AVRAI

 

“Avrai sorrisi sul tuo viso come ad agosto grilli e stelle

storie fotografate dentro un album rilegato in pelle

tuoni di aerei supersonici che fanno alzar la testa

e il buio all’alba che si fa d’argento alla finestra” 

Scritta nel maggio del  1982 e dedicata al figlio Giovanni, nato da pochi giorni. È stata incisa in tutta fretta  a Londra, mentre nello studio accanto registrava Paul Mc.

È stata cantata dal vivo, per la prima volta, nel settembre dello stesso anno, durante il concerto a Piazza di Siena davanti a 220.000 persone.

“Avrai” è la lettera di un papà al figlio appena nato. È l’augurio di un vita felice, ricca di emozioni e anche di quei tanti dolori che fanno crescere e maturare.

La prima immagine che l’autore ci regala é il sorriso, che illumina le stagioni della vita, ed il cui ricordo rimane indelebile nelle “fotografie dentro un album rilegato in pelle”. Seguono suoni, odori ed emozioni che descrivono il futuro di Giovanni, così come il suo papà si augura che sia. Si va dal “telefono che vuol dire già aspettare” ai “cavalloni pazzi del mare”, dai “pantaloni bianchi” al “treno per l’America senza fermate”, dalla “neve di montagna” alla “pioggia di collina”.

È molto bello vedere come siano presenti quelli che erano i sogni ed i desideri dei ragazzi dell’epoca, come gli aerei supersonici, il cremino, i pantaloni bianchi, la ringhiera da far suonare, la prima sigaretta, i giochi elettronici.
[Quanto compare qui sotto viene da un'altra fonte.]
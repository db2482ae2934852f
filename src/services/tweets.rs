//! The post store: tweets (original and retweet/quote), comments, and
//! the canonical response hydration used by every read path.

use chrono::Utc;
use sea_orm::sea_query::Expr;
use sea_orm::{
    ColumnTrait, ConnectionTrait, EntityTrait, PaginatorTrait, QueryFilter, QueryOrder,
    QuerySelect, Set, TransactionTrait, Value,
};

use crate::db::DbPool;
use crate::entities::{comment, tweet, tweet_like, user};
use crate::error::{Error, Result};
use crate::models::{CommentResponse, ParentTweetResponse, TweetResponse};
use crate::services::graph;

/// Maximum tweet length in Unicode code points.
pub const MAX_TWEET_LENGTH: usize = 250;

fn validate_content(content: &str) -> Result<()> {
    if content.chars().count() > MAX_TWEET_LENGTH {
        return Err(Error::Validation(format!(
            "tweet content is longer than {} characters",
            MAX_TWEET_LENGTH
        )));
    }
    Ok(())
}

pub async fn create_tweet(
    db: &DbPool,
    owner_id: i64,
    content: String,
    image: Option<String>,
) -> Result<tweet::Model> {
    validate_content(&content)?;

    let now = Utc::now();
    let new_tweet = tweet::ActiveModel {
        user_id: Set(owner_id),
        parent_id: Set(None),
        content: Set(content),
        image: Set(image),
        created_at: Set(now),
        updated_at: Set(now),
        ..Default::default()
    };

    Ok(tweet::Entity::insert(new_tweet).exec_with_returning(db).await?)
}

/// Creates a child tweet pointing at `parent_id`. Blank content is a
/// plain retweet, text makes it a quote; whether blank content is
/// acceptable is the caller's decision.
pub async fn create_retweet(
    db: &DbPool,
    owner_id: i64,
    parent_id: i64,
    content: Option<String>,
) -> Result<tweet::Model> {
    let content = content.unwrap_or_default();
    validate_content(&content)?;

    get_tweet(db, parent_id).await?;

    let now = Utc::now();
    let new_tweet = tweet::ActiveModel {
        user_id: Set(owner_id),
        parent_id: Set(Some(parent_id)),
        content: Set(content),
        image: Set(None),
        created_at: Set(now),
        updated_at: Set(now),
        ..Default::default()
    };

    Ok(tweet::Entity::insert(new_tweet).exec_with_returning(db).await?)
}

pub async fn update_tweet(
    db: &DbPool,
    tweet_id: i64,
    editor_id: i64,
    content: String,
) -> Result<tweet::Model> {
    let existing = get_tweet(db, tweet_id).await?;
    if existing.user_id != editor_id {
        return Err(Error::Forbidden("you do not own this tweet"));
    }
    validate_content(&content)?;

    let updated = tweet::ActiveModel {
        id: Set(tweet_id),
        content: Set(content),
        updated_at: Set(Utc::now()),
        ..Default::default()
    };
    Ok(tweet::Entity::update(updated).exec(db).await?)
}

/// Deletes a tweet with its comments and likes. Child tweets are not
/// deleted; their parent reference is cleared and they live on as
/// originals.
pub async fn delete_tweet(db: &DbPool, tweet_id: i64, editor_id: i64) -> Result<()> {
    let txn = db.begin().await?;

    let existing = get_tweet(&txn, tweet_id).await?;
    if existing.user_id != editor_id {
        return Err(Error::Forbidden("you do not own this tweet"));
    }

    comment::Entity::delete_many()
        .filter(comment::Column::TweetId.eq(tweet_id))
        .exec(&txn)
        .await?;
    tweet_like::Entity::delete_many()
        .filter(tweet_like::Column::TweetId.eq(tweet_id))
        .exec(&txn)
        .await?;
    tweet::Entity::update_many()
        .col_expr(tweet::Column::ParentId, Expr::value(Value::BigInt(None)))
        .filter(tweet::Column::ParentId.eq(tweet_id))
        .exec(&txn)
        .await?;
    tweet::Entity::delete_by_id(tweet_id).exec(&txn).await?;

    txn.commit().await?;

    log::info!("user {} deleted tweet {}", editor_id, tweet_id);
    Ok(())
}

pub async fn get_tweet<C: ConnectionTrait>(db: &C, tweet_id: i64) -> Result<tweet::Model> {
    tweet::Entity::find_by_id(tweet_id)
        .one(db)
        .await?
        .ok_or(Error::NotFound("tweet"))
}

/// Global newest-first listing with the optional author/content filters.
pub async fn list_tweets<C: ConnectionTrait>(
    db: &C,
    username: Option<&str>,
    content: Option<&str>,
    page: u64,
    limit: u64,
) -> Result<Vec<tweet::Model>> {
    let mut query = tweet::Entity::find();

    if let Some(username) = username {
        let author = user::Entity::find()
            .filter(user::Column::Username.eq(username))
            .one(db)
            .await?;
        match author {
            Some(author) => query = query.filter(tweet::Column::UserId.eq(author.id)),
            None => return Ok(Vec::new()),
        }
    }
    if let Some(content) = content {
        query = query.filter(tweet::Column::Content.contains(content));
    }

    Ok(query
        .order_by_desc(tweet::Column::CreatedAt)
        .order_by_desc(tweet::Column::UpdatedAt)
        .limit(limit)
        .offset(page_offset(page, limit))
        .all(db)
        .await?)
}

pub async fn list_by_user<C: ConnectionTrait>(
    db: &C,
    user_id: i64,
    page: u64,
    limit: u64,
) -> Result<Vec<tweet::Model>> {
    Ok(tweet::Entity::find()
        .filter(tweet::Column::UserId.eq(user_id))
        .order_by_desc(tweet::Column::CreatedAt)
        .order_by_desc(tweet::Column::UpdatedAt)
        .limit(limit)
        .offset(page_offset(page, limit))
        .all(db)
        .await?)
}

pub async fn add_comment(
    db: &DbPool,
    author_id: i64,
    tweet_id: i64,
    content: String,
) -> Result<comment::Model> {
    get_tweet(db, tweet_id).await?;

    let now = Utc::now();
    let new_comment = comment::ActiveModel {
        user_id: Set(author_id),
        tweet_id: Set(tweet_id),
        content: Set(content),
        created_at: Set(now),
        updated_at: Set(now),
        ..Default::default()
    };
    Ok(comment::Entity::insert(new_comment).exec_with_returning(db).await?)
}

pub async fn list_comments<C: ConnectionTrait>(
    db: &C,
    tweet_id: i64,
    page: u64,
    limit: u64,
) -> Result<Vec<comment::Model>> {
    get_tweet(db, tweet_id).await?;

    Ok(comment::Entity::find()
        .filter(comment::Column::TweetId.eq(tweet_id))
        .order_by_desc(comment::Column::CreatedAt)
        .order_by_desc(comment::Column::UpdatedAt)
        .limit(limit)
        .offset(page_offset(page, limit))
        .all(db)
        .await?)
}

pub async fn comment_count<C: ConnectionTrait>(db: &C, tweet_id: i64) -> Result<u64> {
    Ok(comment::Entity::find()
        .filter(comment::Column::TweetId.eq(tweet_id))
        .count(db)
        .await?)
}

/// Assembles the canonical tweet response for a (possibly anonymous)
/// viewer: owner, counts, the viewer's like flag and the parent summary.
pub async fn hydrate<C: ConnectionTrait>(
    db: &C,
    tweet: tweet::Model,
    viewer_id: Option<i64>,
) -> Result<TweetResponse> {
    let owner = user::Entity::find_by_id(tweet.user_id)
        .one(db)
        .await?
        .ok_or(Error::NotFound("user"))?;

    let like_count = graph::like_count(db, tweet.id).await?;
    let comment_count = comment_count(db, tweet.id).await?;
    let user_like_it = match viewer_id {
        Some(viewer_id) => graph::has_liked(db, viewer_id, tweet.id).await?,
        None => false,
    };

    let is_retweet = tweet.is_retweet();
    let parent = match tweet.parent_id {
        Some(parent_id) => hydrate_parent(db, parent_id, viewer_id).await?,
        None => None,
    };

    Ok(TweetResponse {
        id: tweet.id,
        user: owner.into(),
        content: tweet.content,
        image: tweet.image,
        is_retweet,
        parent,
        like_count,
        comment_count,
        user_like_it,
        created_at: tweet.created_at,
        updated_at: tweet.updated_at,
    })
}

async fn hydrate_parent<C: ConnectionTrait>(
    db: &C,
    parent_id: i64,
    viewer_id: Option<i64>,
) -> Result<Option<ParentTweetResponse>> {
    let parent = match tweet::Entity::find_by_id(parent_id).one(db).await? {
        Some(parent) => parent,
        None => return Ok(None),
    };
    let owner = user::Entity::find_by_id(parent.user_id)
        .one(db)
        .await?
        .ok_or(Error::NotFound("user"))?;

    let like_count = graph::like_count(db, parent.id).await?;
    let user_like_it = match viewer_id {
        Some(viewer_id) => graph::has_liked(db, viewer_id, parent.id).await?,
        None => false,
    };

    Ok(Some(ParentTweetResponse {
        id: parent.id,
        user: owner.into(),
        content: parent.content,
        like_count,
        user_like_it,
    }))
}

pub async fn hydrate_many<C: ConnectionTrait>(
    db: &C,
    tweets: Vec<tweet::Model>,
    viewer_id: Option<i64>,
) -> Result<Vec<TweetResponse>> {
    let mut responses = Vec::with_capacity(tweets.len());
    for tweet in tweets {
        responses.push(hydrate(db, tweet, viewer_id).await?);
    }
    Ok(responses)
}

pub async fn comment_response<C: ConnectionTrait>(
    db: &C,
    comment: comment::Model,
) -> Result<CommentResponse> {
    let author = user::Entity::find_by_id(comment.user_id)
        .one(db)
        .await?
        .ok_or(Error::NotFound("user"))?;
    Ok(CommentResponse {
        id: comment.id,
        tweet_id: comment.tweet_id,
        user: author.into(),
        content: comment.content,
        created_at: comment.created_at,
    })
}

pub async fn comment_responses<C: ConnectionTrait>(
    db: &C,
    comments: Vec<comment::Model>,
) -> Result<Vec<CommentResponse>> {
    let mut responses = Vec::with_capacity(comments.len());
    for comment in comments {
        responses.push(comment_response(db, comment).await?);
    }
    Ok(responses)
}

fn page_offset(page: u64, limit: u64) -> u64 {
    (page.max(1) - 1) * limit
}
Per chi ha vissuto quegli anni, l’emozione aumenta con lo scorrere delle parole, che riportano la mente agli anni della gioventù.

Fra un sogno ed un desiderio compaiono storie di dolori e delusioni, come “un amico che ti avrà deluso, tradito, ingannato”, “una donna acerba ed un giovane dolore”, “due lacrime più dolci da seccare”, seguite da momenti di tenerezza come “le carezze per parlare con i cani”, e di grande serenità, come l’annuncio in radio della fine della guerra.

Ogni parola è una speranza, la speranza di un mondo migliore per il proprio figlio, per il quale si desidera un futuro sereno. L’autore è molto realistico nei suoi desideri. Sa, avendolo sperimentato su se stesso, che per crescere è necessario soffrire, patire quei dolori dell’anima che ci fanno maturare e ci rendono adulti. Proprio per questo augura al bambino di essere capace di amare,  di avere il tempo per andare lontano, di fermarsi a sognare.

Ho visto spesso Claudio Baglioni cantare questa canzone. Il suo sguardo emozionato e la dolcezza del suo volto fanno capire quanto amore e tenerezza provi per Giovanni e, talvolta, l’emozione è talmente forte da fargli tremare la voce.

Ho avuto la fortuna, nel luglio dello scorso anno, di essere al concerto a Genzano  e di trovarmi seduta vicino alla signora Silvia, la mamma di Claudio. In quell’occasione, ho potuto vedere madre e figlio cantare insieme la canzone dedicata alla persona a loro più cara, l’unico nipote per lei, l’unico figlio per lui.